== DATA SUPPLIED ==
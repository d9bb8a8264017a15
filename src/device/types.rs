// Core types shared by every device client

use chrono::{DateTime, Utc};
use serde::{Deserialize, Serialize};
use std::fmt::Write as _;

/// Screen rectangle of an element in device pixels
#[derive(Debug, Clone, Copy, PartialEq, Eq, Serialize, Deserialize)]
pub struct Bounds {
    pub left: i32,
    pub top: i32,
    pub right: i32,
    pub bottom: i32,
}

impl Bounds {
    pub fn new(left: i32, top: i32, right: i32, bottom: i32) -> Self {
        Self {
            left,
            top,
            right,
            bottom,
        }
    }

    /// Centre point, where taps land
    pub fn center(&self) -> (i32, i32) {
        ((self.left + self.right) / 2, (self.top + self.bottom) / 2)
    }

    /// Parse the portal's `"left, top, right, bottom"` form
    pub fn parse(raw: &str) -> Option<Self> {
        let parts: Vec<i32> = raw
            .split(',')
            .map(|p| p.trim().parse().ok())
            .collect::<Option<Vec<_>>>()?;
        match parts.as_slice() {
            [l, t, r, b] => Some(Self::new(*l, *t, *r, *b)),
            _ => None,
        }
    }
}

/// One node of the accessibility tree
#[derive(Debug, Clone, PartialEq, Default, Serialize, Deserialize)]
pub struct UiElement {
    /// Screen-local identifier; only valid against the snapshot it came from
    pub index: u32,

    /// Rendered text, possibly empty
    #[serde(default)]
    pub text: String,

    /// Platform resource id, possibly empty
    #[serde(default)]
    pub resource_id: String,

    /// Widget class name, possibly empty
    #[serde(default)]
    pub class_name: String,

    #[serde(default)]
    pub bounds: Option<Bounds>,

    #[serde(default)]
    pub children: Vec<UiElement>,
}

impl UiElement {
    pub fn new(index: u32, text: impl Into<String>) -> Self {
        Self {
            index,
            text: text.into(),
            ..Default::default()
        }
    }

    pub fn with_resource_id(mut self, resource_id: impl Into<String>) -> Self {
        self.resource_id = resource_id.into();
        self
    }

    pub fn with_class_name(mut self, class_name: impl Into<String>) -> Self {
        self.class_name = class_name.into();
        self
    }

    pub fn with_bounds(mut self, bounds: Bounds) -> Self {
        self.bounds = Some(bounds);
        self
    }

    pub fn with_children(mut self, children: Vec<UiElement>) -> Self {
        self.children = children;
        self
    }

    /// Depth-first walk over this element's descendants (not itself)
    pub fn descendants(&self) -> Vec<&UiElement> {
        let mut out = Vec::new();
        let mut stack: Vec<&UiElement> = self.children.iter().rev().collect();
        while let Some(el) = stack.pop() {
            out.push(el);
            stack.extend(el.children.iter().rev());
        }
        out
    }
}

/// One point-in-time capture of the device UI.
///
/// Snapshots are never compared with each other. Each one is inspected on its
/// own and discarded once the next one is taken.
#[derive(Debug, Clone, Serialize, Deserialize)]
pub struct Snapshot {
    /// Flattened, human-readable rendering of the whole tree
    pub formatted_text: String,

    /// Synthetic root holding the top-level elements
    pub root: UiElement,

    /// Index-addressable elements that can receive taps. Mirrors what the
    /// portal exposes (interactive nodes only); no further filtering is done.
    pub clickable: Vec<UiElement>,

    /// Opaque device metadata (current app, keyboard state, ...)
    pub device_state: serde_json::Value,

    #[serde(with = "chrono::serde::ts_milliseconds")]
    pub captured_at: DateTime<Utc>,
}

impl Snapshot {
    /// Build a snapshot from top-level elements, deriving the rendered text
    /// and clickable set from the tree. Every descendant lands in the
    /// clickable set, since the portal only reports interactive nodes.
    pub fn from_elements(elements: Vec<UiElement>, device_state: serde_json::Value) -> Self {
        let root = UiElement::new(0, "").with_children(elements);
        let clickable: Vec<UiElement> = root
            .descendants()
            .into_iter()
            .map(|el| UiElement {
                children: Vec::new(),
                ..el.clone()
            })
            .collect();
        let formatted_text = render_tree(&root);

        Self {
            formatted_text,
            root,
            clickable,
            device_state,
            captured_at: Utc::now(),
        }
    }

    /// Clickable element with the given index, if present on this screen
    pub fn clickable(&self, index: u32) -> Option<&UiElement> {
        self.clickable.iter().find(|el| el.index == index)
    }

    pub fn has_clickable(&self, index: u32) -> bool {
        self.clickable(index).is_some()
    }

    /// Lower-cased rendered text, for phrase matching
    pub fn text_lower(&self) -> String {
        self.formatted_text.to_lowercase()
    }
}

fn render_tree(root: &UiElement) -> String {
    fn walk(out: &mut String, el: &UiElement, depth: usize) {
        let _ = writeln!(
            out,
            "{}{}. {}: \"{}\", \"{}\"",
            "  ".repeat(depth),
            el.index,
            el.class_name,
            el.resource_id,
            el.text
        );
        for child in &el.children {
            walk(out, child, depth + 1);
        }
    }

    let mut out = String::new();
    for child in &root.children {
        walk(&mut out, child, 0);
    }
    out
}

/// An action sent to the device, as recorded by clients that keep a log
#[derive(Debug, Clone, PartialEq, Eq, Serialize, Deserialize)]
pub enum DeviceAction {
    Connect,
    PressKey(u32),
    StartApp(String),
    Tap(u32),
    /// Text is kept only by test doubles; it may hold secrets
    TypeText(String),
}

/// Android key code for HOME
pub const KEYCODE_HOME: u32 = 3;

/// Result type for device operations
pub type DeviceResult<T> = Result<T, DeviceError>;

/// Error types for device operations
#[derive(Debug, thiserror::Error)]
pub enum DeviceError {
    /// The addressed device could not be reached
    #[error("Connection error: {0}")]
    Connection(String),

    /// A query or action failed in transit
    #[error("Transport error: {0}")]
    Transport(String),

    /// The device answered with something we could not understand
    #[error("Parse error: {0}")]
    Parse(String),

    #[error("I/O error: {0}")]
    Io(#[from] std::io::Error),

    #[error("Serialization error: {0}")]
    Json(#[from] serde_json::Error),
}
===
◆ WHAT THE TASK ASKS
Copy out all of the data exactly, leaving nothing out.

◆ EXERCISE RESPONSE
repository d9bb8a8264017a15
filename src/device/types.rs
// Core types shared by every device client

use chrono::{DateTime, Utc};
use serde::{Deserialize, Serialize};
use std::fmt::Write as _;

/// Screen rectangle of an element in device pixels
#[derive(Debug, Clone, Copy, PartialEq, Eq, Serialize, Deserialize)]
pub struct Bounds {
    pub left: i32,
    pub top: i32,
    pub right: i32,
    pub bottom: i32,
}

impl Bounds {
    pub fn new(left: i32, top: i32, right: i32, bottom: i32) -> Self {
        Self {
            left,
            top,
            right,
            bottom,
        }
    }

    /// Centre point, where taps land
    pub fn center(&self) -> (i32, i32) {
        ((self.left + self.right) / 2, (self.top + self.bottom) / 2)
    }

    /// Parse the portal's `"left, top, right, bottom"` form
    pub fn parse(raw: &str) -> Option<Self> {
        let parts: Vec<i32> = raw
            .split(',')
            .map(|p| p.trim().parse().ok())
            .collect::<Option<Vec<_>>>()?;
        match parts.as_slice() {
            [l, t, r, b] => Some(Self::new(*l, *t, *r, *b)),
            _ => None,
        }
    }
}

/// One node of the accessibility tree
#[derive(Debug, Clone, PartialEq, Default, Serialize, Deserialize)]
pub struct UiElement {
    /// Screen-local identifier; only valid against the snapshot it came from
    pub index: u32,

    /// Rendered text, possibly empty
    #[serde(default)]
    pub text: String,

    /// Platform resource id, possibly empty
    #[serde(default)]
    pub resource_id: String,

    /// Widget class name, possibly empty
    #[serde(default)]
    pub class_name: String,

    #[serde(default)]
    pub bounds: Option<Bounds>,

    #[serde(default)]
    pub children: Vec<UiElement>,
}

impl UiElement {
    pub fn new(index: u32, text: impl Into<String>) -> Self {
        Self {
            index,
            text: text.into(),
            ..Default::default()
        }
    }

    pub fn with_resource_id(mut self, resource_id: impl Into<String>) -> Self {
        self.resource_id = resource_id.into();
        self
    }

    pub fn with_class_name(mut self, class_name: impl Into<String>) -> Self {
        self.class_name = class_name.into();
        self
    }

    pub fn with_bounds(mut self, bounds: Bounds) -> Self {
        self.bounds = Some(bounds);
        self
    }

    pub fn with_children(mut self, children: Vec<UiElement>) -> Self {
        self.children = children;
        self
    }

    /// Depth-first walk over this element's descendants (not itself)
    pub fn descendants(&self) -> Vec<&UiElement> {
        let mut out = Vec::new();
        let mut stack: Vec<&UiElement> = self.children.iter().rev().collect();
        while let Some(el) = stack.pop() {
            out.push(el);
            stack.extend(el.children.iter().rev());
        }
        out
    }
}

/// One point-in-time capture of the device UI.
///
/// Snapshots are never compared with each other. Each one is inspected on its
/// own and discarded once the next one is taken.
#[derive(Debug, Clone, Serialize, Deserialize)]
pub struct Snapshot {
    /// Flattened, human-readable rendering of the whole tree
    pub formatted_text: String,

    /// Synthetic root holding the top-level elements
    pub root: UiElement,

    /// Index-addressable elements that can receive taps. Mirrors what the
    /// portal exposes (interactive nodes only); no further filtering is done.
    pub clickable: Vec<UiElement>,

    /// Opaque device metadata (current app, keyboard state, ...)
    pub device_state: serde_json::Value,

    #[serde(with = "chrono::serde::ts_milliseconds")]
    pub captured_at: DateTime<Utc>,
}

impl Snapshot {
    /// Build a snapshot from top-level elements, deriving the rendered text
    /// and clickable set from the tree. Every descendant lands in the
    /// clickable set, since the portal only reports interactive nodes.
    pub fn from_elements(elements: Vec<UiElement>, device_state: serde_json::Value) -> Self {
        let root = UiElement::new(0, "").with_children(elements);
        let clickable: Vec<UiElement> = root
            .descendants()
            .into_iter()
            .map(|el| UiElement {
                children: Vec::new(),
                ..el.clone()
            })
            .collect();
        let formatted_text = render_tree(&root);

        Self {
            formatted_text,
            root,
            clickable,
            device_state,
            captured_at: Utc::now(),
        }
    }

    /// Clickable element with the given index, if present on this screen
    pub fn clickable(&self, index: u32) -> Option<&UiElement> {
        self.clickable.iter().find(|el| el.index == index)
    }

    pub fn has_clickable(&self, index: u32) -> bool {
        self.clickable(index).is_some()
    }

    /// Lower-cased rendered text, for phrase matching
    pub fn text_lower(&self) -> String {
        self.formatted_text.to_lowercase()
    }
}

fn render_tree(root: &UiElement) -> String {
    fn walk(out: &mut String, el: &UiElement, depth: usize) {
        let _ = writeln!(
            out,
            "{}{}. {}: \"{}\", \"{}\"",
            "  ".repeat(depth),
            el.index,
            el.class_name,
            el.resource_id,
            el.text
        );
        for child in &el.children {
            walk(out, child, depth + 1);
        }
    }

    let mut out = String::new();
    for child in &root.children {
        walk(&mut out, child, 0);
    }
    out
}

/// An action sent to the device, as recorded by clients that keep a log
#[derive(Debug, Clone, PartialEq, Eq, Serialize, Deserialize)]
pub enum DeviceAction {
    Connect,
    PressKey(u32),
    StartApp(String),
    Tap(u32),
    /// Text is kept only by test doubles; it may hold secrets
    TypeText(String),
}

/// Android key code for HOME
pub const KEYCODE_HOME: u32 = 3;

/// Result type for device operations
pub type DeviceResult<T> = Result<T, DeviceError>;

/// Error types for device operations
#[derive(Debug, thiserror::Error)]
pub enum DeviceError {
    /// The addressed device could not be reached
    #[error("Connection error: {0}")]
    Connection(String),

    /// A query or action failed in transit
    #[error("Transport error: {0}")]
    Transport(String),

    /// The device answered with something we could not understand
    #[error("Parse error: {0}")]
    Parse(String),

    #[error("I/O error: {0}")]
    Io(#[from] std::io::Error),

    #[error("Serialization error: {0}")]
    Json(#[from] serde_json::Error),
}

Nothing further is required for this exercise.